Collected data
== Segment start ==
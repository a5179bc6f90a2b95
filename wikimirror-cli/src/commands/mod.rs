pub mod sync;
pub mod validate;
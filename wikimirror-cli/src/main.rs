//! wikimirror: mirror wiki pages, templates and files between MediaWiki sites.
//!
//! # Usage
//!
//! ```text
//! wikimirror sync <CONFIG>... [-f] [-t] [-d] [-u] [-e <DIR>] [--dry-run] [--json]
//! wikimirror validate <CONFIG>...
//! ```

mod budget;
mod commands;

use anyhow::Result;
use clap::{Parser, Subcommand};

use commands::{sync::SyncArgs, validate::ValidateArgs};

// ---------------------------------------------------------------------------
// CLI entry point
// ---------------------------------------------------------------------------

#[derive(Parser, Debug)]
#[command(
    name = "wikimirror",
    version,
    about = "Mirror pages, templates and files from one wiki to another",
    long_about = None,
)]
struct Cli {
    #[command(subcommand)]
    command: Commands,
}

#[derive(Subcommand, Debug)]
enum Commands {
    /// Mirror the content described by one or more configuration files.
    Sync(SyncArgs),

    /// Check configuration files and modification patterns offline.
    Validate(ValidateArgs),
}

// ---------------------------------------------------------------------------
// Main
// ---------------------------------------------------------------------------

fn main() -> Result<()> {
    let cli = Cli::parse();
    init_tracing();
    match cli.command {
        Commands::Sync(args) => args.run(),
        Commands::Validate(args) => args.run(),
    }
}

/// Log records (including those from `log`-based crates) go to stderr so
/// `--json` output stays parseable.
fn init_tracing() {
    use tracing_subscriber::{fmt, EnvFilter};

    let filter = EnvFilter::try_from_default_env().unwrap_or_else(|_| EnvFilter::new("info"));
    let _ = fmt()
        .with_env_filter(filter)
        .with_target(false)
        .with_writer(std::io::stderr)
        .try_init();
}
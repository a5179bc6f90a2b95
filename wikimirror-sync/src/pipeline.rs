//! Per-configuration pipeline entrypoint used by the CLI.

use std::path::{Path, PathBuf};

use chrono::{DateTime, Utc};

use wikimirror_core::{config, ContentProvider, MirrorConfig, Site, SyncOptions};

use crate::error::SyncError;
use crate::orchestrator::{Checkpoint, RunReport, SyncOrchestrator};
use crate::transform;

/// Outcome of mirroring one configuration file.
#[derive(Debug)]
pub struct ConfigReport {
    pub config_path: PathBuf,
    pub src: Site,
    pub dst: Site,
    pub run: RunReport,
    pub started_at: DateTime<Utc>,
    pub finished_at: DateTime<Utc>,
}

/// Load, log in, and mirror one configuration file.
///
/// A dry run skips the destination login since nothing is written.
pub fn run_config<P: ContentProvider + ?Sized>(
    provider: &P,
    path: &Path,
    options: &SyncOptions,
    checkpoint: impl Checkpoint,
) -> Result<ConfigReport, SyncError> {
    tracing::info!("Process {}", path.display());
    let started_at = Utc::now();
    let cfg = config::load_at(path)?;
    let run = mirror(provider, &cfg, options, checkpoint)?;
    tracing::info!(
        "{} pages synchronized and {} pages modify",
        run.pages_synced,
        run.pages_modified
    );
    Ok(ConfigReport {
        config_path: path.to_path_buf(),
        src: cfg.sites.src,
        dst: cfg.sites.dst,
        run,
        started_at,
        finished_at: Utc::now(),
    })
}

/// Mirror an already-loaded configuration.
pub fn mirror<P: ContentProvider + ?Sized>(
    provider: &P,
    cfg: &MirrorConfig,
    options: &SyncOptions,
    checkpoint: impl Checkpoint,
) -> Result<RunReport, SyncError> {
    let (src, dst) = (&cfg.sites.src, &cfg.sites.dst);
    if !options.dry_run() {
        provider
            .login(dst)
            .map_err(|source| SyncError::Authentication {
                site: dst.clone(),
                source,
            })?;
        provider.disable_write_throttle(dst);
    }
    SyncOrchestrator::new(provider, options.clone())
        .with_checkpoint(checkpoint)
        .run(
            src,
            dst,
            cfg.page_set(),
            &cfg.categories,
            &cfg.modifications,
        )
}

/// Run every configuration file in order. Each file stands alone: a failure
/// is reported in its slot and the next file still runs.
pub fn run_all<P: ContentProvider + ?Sized>(
    provider: &P,
    paths: &[PathBuf],
    options: &SyncOptions,
    checkpoint: &mut dyn Checkpoint,
) -> Vec<(PathBuf, Result<ConfigReport, SyncError>)> {
    paths
        .iter()
        .map(|path| {
            let result = run_config(provider, path, options, &mut *checkpoint);
            if let Err(err) = &result {
                tracing::error!("{}: {err}", path.display());
            }
            (path.clone(), result)
        })
        .collect()
}

/// Load a configuration and compile all of its modification patterns.
pub fn validate(path: &Path) -> Result<MirrorConfig, SyncError> {
    let cfg = config::load_at(path)?;
    for rule in &cfg.modifications {
        transform::validate_rule(rule)?;
    }
    Ok(cfg)
}
//! JSON mirror configuration.
//!
//! # File shape
//!
//! ```text
//! {
//!   "sites": { "src": {"fam": "wikipedia", "code": "en"},
//!              "dst": {"fam": "kiwix", "code": "en", "api": "http://wiki.local/api.php"} },
//!   "pages": ["Main Page", "MediaWiki:Common.css"],
//!   "categories": [ {"title": "Category:Physics", "namespace": 0, "recurse": 1} ],
//!   "modifications": [ {"pages": "^Main", "substitutions": [ {"pattern": "a", "repl": "b"} ]} ]
//! }
//! ```
//!
//! `sites` and `pages` are required; `categories` and `modifications` default
//! to empty lists.

use std::path::{Path, PathBuf};

use serde::{Deserialize, Serialize};

use crate::error::ConfigError;
use crate::types::{CategorySelector, ModificationRule, Site, Title, TitleSet};

/// Source and destination wikis of one mirror configuration.
#[derive(Debug, Clone, PartialEq, Eq, Serialize, Deserialize)]
pub struct SitePair {
    pub src: Site,
    pub dst: Site,
}

/// One parsed mirror configuration file.
#[derive(Debug, Clone, PartialEq, Eq, Serialize, Deserialize)]
pub struct MirrorConfig {
    pub sites: SitePair,
    pub pages: Vec<Title>,
    #[serde(default)]
    pub categories: Vec<CategorySelector>,
    #[serde(default)]
    pub modifications: Vec<ModificationRule>,
}

impl MirrorConfig {
    /// The explicit page list, deduplicated.
    pub fn page_set(&self) -> TitleSet {
        self.pages.iter().cloned().collect()
    }
}

/// Load and parse a configuration file.
///
/// Returns `ConfigError::NotFound` if absent and `ConfigError::Parse`
/// (with path context) for malformed JSON or a missing required key.
pub fn load_at(path: &Path) -> Result<MirrorConfig, ConfigError> {
    if !path.exists() {
        return Err(ConfigError::NotFound {
            path: path.to_path_buf(),
        });
    }
    let contents = std::fs::read_to_string(path).map_err(|source| ConfigError::Io {
        path: path.to_path_buf(),
        source,
    })?;
    parse(path, &contents)
}

/// Parse configuration text; `origin` only labels errors.
pub fn parse(origin: impl Into<PathBuf>, contents: &str) -> Result<MirrorConfig, ConfigError> {
    serde_json::from_str(contents).map_err(|source| ConfigError::Parse {
        path: origin.into(),
        source,
    })
}

#[cfg(test)]
mod tests {
    use super::*;
    use crate::types::NamespaceFilter;

    const FULL: &str = r#"{
        "sites": {
            "src": {"fam": "wikipedia", "code": "en"},
            "dst": {"fam": "kiwix", "code": "en", "api": "http://wiki.local/api.php"}
        },
        "pages": ["Main_Page", "MediaWiki:Common.css", "Main Page"],
        "categories": [
            {"title": "Category:Physics", "namespace": 0, "recurse": 1},
            {"title": "Category:Help", "namespace": [4, 12], "recurse": false}
        ],
        "modifications": [
            {"pages": "^Main", "substitutions": [
                {"pattern": "foo", "repl": "bar"},
                {"pattern": "bar", "repl": "baz"}
            ]}
        ]
    }"#;

    #[test]
    fn parses_full_document() {
        let cfg = parse("full.json", FULL).unwrap();
        assert_eq!(cfg.sites.src, Site::new("wikipedia", "en"));
        assert_eq!(
            cfg.sites.dst.api.as_deref(),
            Some("http://wiki.local/api.php")
        );
        assert_eq!(cfg.pages.len(), 3);
        assert_eq!(cfg.page_set().len(), 2, "Main_Page and Main Page are one title");
        assert!(cfg.categories[0].recurse);
        assert_eq!(cfg.categories[1].namespaces, NamespaceFilter::only([4, 12]));
        assert_eq!(cfg.modifications[0].substitutions.len(), 2);
        assert_eq!(cfg.modifications[0].substitutions[1].repl, "baz");
    }

    #[test]
    fn optional_sections_default_to_empty() {
        let cfg = parse(
            "min.json",
            r#"{"sites":{"src":{"fam":"a","code":"b"},"dst":{"fam":"c","code":"d"}},"pages":[]}"#,
        )
        .unwrap();
        assert!(cfg.categories.is_empty());
        assert!(cfg.modifications.is_empty());
    }

    #[test]
    fn missing_pages_key_is_a_parse_error() {
        let err = parse(
            "nopages.json",
            r#"{"sites":{"src":{"fam":"a","code":"b"},"dst":{"fam":"c","code":"d"}}}"#,
        )
        .unwrap_err();
        assert!(matches!(err, ConfigError::Parse { .. }), "got: {err}");
        assert!(err.to_string().contains("pages"));
        assert!(err.to_string().contains("nopages.json"));
    }
}
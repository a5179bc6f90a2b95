//! Title ledger: audit export of the title set behind each phase.
//!
//! Writes `<export_dir>/mirroring_export_<kind>.json`, a sorted JSON array
//! indented by four spaces, non-ASCII kept as-is. The engine never reads
//! these files back. Writes use the `.tmp` + rename pattern.

use std::fmt;
use std::path::{Path, PathBuf};

use serde::Serialize;
use serde_json::ser::{PrettyFormatter, Serializer};

use wikimirror_core::TitleSet;

use crate::error::{io_err, SyncError};

/// Which title set a ledger file records.
#[derive(Debug, Clone, Copy, PartialEq, Eq)]
pub enum LedgerKind {
    Pages,
    Files,
    Templates,
    Dependencies,
}

impl LedgerKind {
    pub fn file_stem(self) -> &'static str {
        match self {
            LedgerKind::Pages => "pages",
            LedgerKind::Files => "files",
            LedgerKind::Templates => "templates",
            // Spelling is part of the export file name.
            LedgerKind::Dependencies => "dependances",
        }
    }
}

impl fmt::Display for LedgerKind {
    fn fmt(&self, f: &mut fmt::Formatter<'_>) -> fmt::Result {
        f.write_str(self.file_stem())
    }
}

/// `<dir>/mirroring_export_<kind>.json`. Pure, no I/O.
pub fn export_path_at(dir: &Path, kind: LedgerKind) -> PathBuf {
    dir.join(format!("mirroring_export_{}.json", kind.file_stem()))
}

/// Write `titles` to the ledger file for `kind`, creating `dir` if needed.
pub fn export_at(dir: &Path, kind: LedgerKind, titles: &TitleSet) -> Result<PathBuf, SyncError> {
    std::fs::create_dir_all(dir).map_err(|e| io_err(dir, e))?;

    let mut buf = Vec::new();
    let mut ser = Serializer::with_formatter(&mut buf, PrettyFormatter::with_indent(b"    "));
    titles.serialize(&mut ser)?;

    let path = export_path_at(dir, kind);
    let tmp = path.with_extension("json.tmp");
    std::fs::write(&tmp, &buf).map_err(|e| io_err(&tmp, e))?;
    if let Err(e) = std::fs::rename(&tmp, &path) {
        let _ = std::fs::remove_file(&tmp);
        return Err(io_err(&path, e));
    }
    tracing::debug!("exported {} {kind} titles to {}", titles.len(), path.display());
    Ok(path)
}

#[cfg(test)]
mod tests {
    use super::*;
    use tempfile::TempDir;

    #[test]
    fn exports_sorted_indented_array() {
        let tmp = TempDir::new().unwrap();
        let titles: TitleSet = ["Zèbre", "Apple", "Apple"].into_iter().collect();
        let path = export_at(tmp.path(), LedgerKind::Pages, &titles).unwrap();

        assert_eq!(path, tmp.path().join("mirroring_export_pages.json"));
        let written = std::fs::read_to_string(&path).unwrap();
        assert_eq!(written, "[\n    \"Apple\",\n    \"Zèbre\"\n]");
    }

    #[test]
    fn dependencies_keep_historical_file_name() {
        assert_eq!(
            export_path_at(Path::new("/out"), LedgerKind::Dependencies),
            PathBuf::from("/out/mirroring_export_dependances.json")
        );
    }

    #[test]
    fn creates_missing_directory_and_cleans_tmp() {
        let tmp = TempDir::new().unwrap();
        let dir = tmp.path().join("nested").join("exports");
        let path = export_at(&dir, LedgerKind::Files, &TitleSet::new()).unwrap();
        assert_eq!(std::fs::read_to_string(&path).unwrap(), "[]");
        assert!(!path.with_extension("json.tmp").exists());
    }

    #[test]
    fn overwrites_previous_export() {
        let tmp = TempDir::new().unwrap();
        let first: TitleSet = ["Old"].into_iter().collect();
        let second: TitleSet = ["New"].into_iter().collect();
        export_at(tmp.path(), LedgerKind::Templates, &first).unwrap();
        let path = export_at(tmp.path(), LedgerKind::Templates, &second).unwrap();
        let titles: Vec<String> =
            serde_json::from_str(&std::fs::read_to_string(path).unwrap()).unwrap();
        assert_eq!(titles, vec!["New".to_string()]);
    }
}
== Segment end ==
**Work instruction**
The answer must be a single number: the count of lines in the entries that include "MediaWiki".

**Expected answer**
3